Ole Anders Olsen (born 15 September 1975), known professionally as Andy LaPlegua, is a Norwegian singer and songwriter, originally known for being founder and lead vocalist of futurepop band Icon of Coil. He also gained fame in the aggrotech and electro-industrial scenes as founder and lead vocalist of Combichrist and Panzer AG.

Biography 
Following the death of Prince, LaPlegua revealed that the biggest musical impact in his life growing up in the early '80s were Bowie, Motörhead, Prince, The Cure, and Dead Kennedys.

Originally a part of several scenes in Norway, LaPlegua experimented with hip-hop in the Detroit Techno/Old School band LAW, industrial in Devils into Crime, punk in My Right Choice/Fleshfire and metal in Lash Out.

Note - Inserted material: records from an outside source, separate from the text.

//! Config handling

use tracing::log::LevelFilter;

/// Sets up logging based on the debug flag
pub fn setup_logging(debug: bool) -> Result<(), Box<std::io::Error>> {
    let level = if debug {
        LevelFilter::Debug
    } else {
        LevelFilter::Info
    };

    let mut logger = simple_logger::SimpleLogger::new().with_level(level);
    if !debug {
        logger = logger
            .with_module_level("tracing", LevelFilter::Warn)
            .with_module_level("reqwest", LevelFilter::Info)
            .with_module_level("hyper_util", LevelFilter::Info)
            .with_module_level("h2", LevelFilter::Info);
    }
    logger.init().map_err(|err| {
        eprintln!("Failed to initialize logger: {}", err);
        Box::new(std::io::Error::other(err))
    })
}
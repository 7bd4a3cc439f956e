//! Error handling

use axum::response::IntoResponse;
use tracing::info;

use crate::caption::CaptionError;

/// definitions for the memesmith application.
#[derive(Debug)]
pub enum MemesmithError {
    /// When you didn't do the right thing
    BadRequest,
    /// Uploaded bytes that do not decode as a supported image
    UnreadableImage,
    /// Caption generation failed; carries the marker-prefixed message
    Caption(CaptionError),
    /// When an internal server error occurs
    InternalServerError(String),
}

impl From<CaptionError> for MemesmithError {
    fn from(err: CaptionError) -> Self {
        MemesmithError::Caption(err)
    }
}

impl From<std::io::Error> for MemesmithError {
    fn from(err: std::io::Error) -> Self {
        MemesmithError::InternalServerError(err.to_string())
    }
}

impl From<axum::http::Error> for MemesmithError {
    fn from(err: axum::http::Error) -> Self {
        MemesmithError::InternalServerError(err.to_string())
    }
}

impl From<image::ImageError> for MemesmithError {
    fn from(err: image::ImageError) -> Self {
        MemesmithError::InternalServerError(err.to_string())
    }
}

impl IntoResponse for MemesmithError {
    fn into_response(self) -> axum::response::Response {
        match self {
            MemesmithError::BadRequest => {
                info!("Bad request received");
                let mut response =
                    axum::response::Response::new(axum::body::Body::from("Bad Request"));
                *response.status_mut() = axum::http::StatusCode::BAD_REQUEST;
                response
            }
            MemesmithError::UnreadableImage => {
                info!("Upload could not be decoded as an image");
                let mut response = axum::response::Response::new(axum::body::Body::from(
                    "Could not decode the uploaded image. PNG and JPEG are supported.",
                ));
                *response.status_mut() = axum::http::StatusCode::BAD_REQUEST;
                response
            }
            MemesmithError::Caption(err) => {
                tracing::error!("Caption generation failed: {}", err);
                let mut response =
                    axum::response::Response::new(axum::body::Body::from(err.to_string()));
                *response.status_mut() = axum::http::StatusCode::BAD_GATEWAY;
                response
            }
            MemesmithError::InternalServerError(message) => {
                tracing::error!("Internal server error: {}", message);
                let mut response =
                    axum::response::Response::new(axum::body::Body::from("Internal server error"));
                *response.status_mut() = axum::http::StatusCode::INTERNAL_SERVER_ERROR;
                response
            }
        }
    }
}
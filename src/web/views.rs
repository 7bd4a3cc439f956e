use askama::Template;
use askama_web::WebTemplate;

#[derive(Template, WebTemplate)]
#[template(path = "index.html")]
pub(crate) struct IndexTemplate {
    pub(crate) default_topic: &'static str,
}

#[derive(Template, WebTemplate)]
#[template(path = "meme.html")]
pub(crate) struct MemeTemplate {
    pub(crate) caption: String,
    pub(crate) warnings: Vec<String>,
    pub(crate) image_b64: String,
    pub(crate) download_filename: &'static str,
}
use clap::Parser;
use memesmith::config::setup_logging;
use tracing::error;

#[tokio::main(flavor = "multi_thread")]
async fn main() {
    let cli = memesmith::cli::CliOptions::parse();

    if setup_logging(cli.debug).is_err() {
        return;
    }

    if let Err(err) = memesmith::web::setup_server(
        &cli.listen_address,
        cli.port,
        cli.gemini_api_key,
        &cli.model,
        cli.font_path,
    )
    .await
    {
        error!("Application error: {}", err);
    }
}
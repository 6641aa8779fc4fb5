//! In-memory fakes for the pipeline's external capabilities.

use std::collections::{HashMap, HashSet};
use std::sync::Mutex;
use std::time::Duration;

use async_trait::async_trait;
use chrono::NaiveDate;

use crate::dispatch::{Channel, MessageSink, RetryPolicy};
use crate::error::{FeedError, SinkError};
use crate::facts::{Supplement, SupplementarySource};
use crate::feed::FilingFeed;
use crate::filings::{FilingRecord, PayloadRef};
use crate::format::NotificationPayload;

const STALL: Duration = Duration::from_secs(3600);

/// Retry policy with no waiting, for tests.
pub fn fast_retry(max_attempts: u32) -> RetryPolicy {
    RetryPolicy {
        max_attempts,
        base_delay: Duration::ZERO,
        max_delay: Duration::ZERO,
        attempt_timeout: Duration::from_secs(1),
    }
}

/// Feed with canned filings per day. Days without an entry are empty.
#[derive(Default)]
pub struct FakeFeed {
    days: HashMap<NaiveDate, Vec<FilingRecord>>,
    unavailable: bool,
    calls: Mutex<Vec<NaiveDate>>,
}

impl FakeFeed {
    pub fn with_day(mut self, date: NaiveDate, filings: Vec<FilingRecord>) -> Self {
        self.days.insert(date, filings);
        self
    }

    pub fn unavailable() -> Self {
        Self {
            unavailable: true,
            ..Self::default()
        }
    }

    pub fn calls(&self) -> Vec<NaiveDate> {
        self.calls.lock().unwrap().clone()
    }
}

#[async_trait]
impl FilingFeed for FakeFeed {
    async fn fetch_filings(&self, date: NaiveDate) -> Result<Vec<FilingRecord>, FeedError> {
        self.calls.lock().unwrap().push(date);
        if self.unavailable {
            return Err(FeedError::Status {
                status: 503,
                message: "Service Unavailable".to_string(),
            });
        }
        Ok(self.days.get(&date).cloned().unwrap_or_default())
    }
}

/// Supplementary data keyed by payload reference; unknown references fail.
#[derive(Default)]
pub struct FakeSupplementSource {
    supplements: HashMap<String, Supplement>,
    stalled: bool,
    calls: Mutex<Vec<String>>,
}

impl FakeSupplementSource {
    pub fn with(mut self, reference: &str, supplement: Supplement) -> Self {
        self.supplements.insert(reference.to_string(), supplement);
        self
    }

    /// Never answers.
    pub fn stalled(mut self) -> Self {
        self.stalled = true;
        self
    }

    pub fn calls(&self) -> Vec<String> {
        self.calls.lock().unwrap().clone()
    }
}

#[async_trait]
impl SupplementarySource for FakeSupplementSource {
    async fn fetch(&self, reference: &PayloadRef) -> anyhow::Result<Supplement> {
        self.calls.lock().unwrap().push(reference.as_str().to_string());
        if self.stalled {
            tokio::time::sleep(STALL).await;
        }
        self.supplements
            .get(reference.as_str())
            .cloned()
            .ok_or_else(|| anyhow::anyhow!("no supplementary data for {}", reference.as_str()))
    }
}

/// Records deliveries; individual filings can be made to fail.
#[derive(Default)]
pub struct FakeSink {
    transient_failures: HashMap<String, u32>,
    rejected: HashSet<String>,
    stalling: HashSet<String>,
    attempts: Mutex<HashMap<String, u32>>,
    delivered: Mutex<Vec<NotificationPayload>>,
}

impl FakeSink {
    /// Fail the first `times` attempts for a filing with a transient error.
    pub fn failing_times(mut self, filing_id: &str, times: u32) -> Self {
        self.transient_failures.insert(filing_id.to_string(), times);
        self
    }

    /// Fail every attempt for a filing with a transient error.
    pub fn always_failing(self, filing_id: &str) -> Self {
        self.failing_times(filing_id, u32::MAX)
    }

    pub fn rejecting(mut self, filing_id: &str) -> Self {
        self.rejected.insert(filing_id.to_string());
        self
    }

    pub fn stalling(mut self, filing_id: &str) -> Self {
        self.stalling.insert(filing_id.to_string());
        self
    }

    pub fn attempts(&self, filing_id: &str) -> u32 {
        self.attempts.lock().unwrap().get(filing_id).copied().unwrap_or(0)
    }

    /// (channel, filing id) of every successful delivery, in order.
    pub fn delivered(&self) -> Vec<(Channel, String)> {
        self.delivered
            .lock()
            .unwrap()
            .iter()
            .map(|p| (p.channel, p.filing_id.clone()))
            .collect()
    }

    pub fn payloads(&self) -> Vec<NotificationPayload> {
        self.delivered.lock().unwrap().clone()
    }
}

#[async_trait]
impl MessageSink for FakeSink {
    async fn deliver(&self, channel: Channel, payload: &NotificationPayload) -> Result<(), SinkError> {
        let id = payload.filing_id.as_str();
        let attempt = {
            let mut attempts = self.attempts.lock().unwrap();
            let n = attempts.entry(id.to_string()).or_insert(0);
            *n += 1;
            *n
        };

        if self.stalling.contains(id) {
            tokio::time::sleep(STALL).await;
        }
        if self.rejected.contains(id) {
            return Err(SinkError::Rejected {
                reason: "HTTP 400: Invalid Form Body".to_string(),
            });
        }
        if attempt <= self.transient_failures.get(id).copied().unwrap_or(0) {
            return Err(SinkError::transient("HTTP 503: upstream unavailable"));
        }

        let mut delivered = payload.clone();
        delivered.channel = channel;
        self.delivered.lock().unwrap().push(delivered);
        Ok(())
    }
}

He also found interest in trance and club music making his mark on the scene with his involvement in the bands Plastic Life and Sector9.

Early on, he was the vocalist in Fredrikstad based hardcore/metal band My Right Choice - who released an EP under the project name Fleshfire, as well as stand-in (and later permanent) vocalist for Lash Out.
Icon of Coil was formed as a solo project in 1997. After becoming very enthusiastic about the music and its possibilities, LaPlegua invited a former bandmate of his, Sebastian Komor to join Icon of Coil to perform live. After several public performances and the release of "Shallow Nation", IoC's first album, Komor joined the band full-time.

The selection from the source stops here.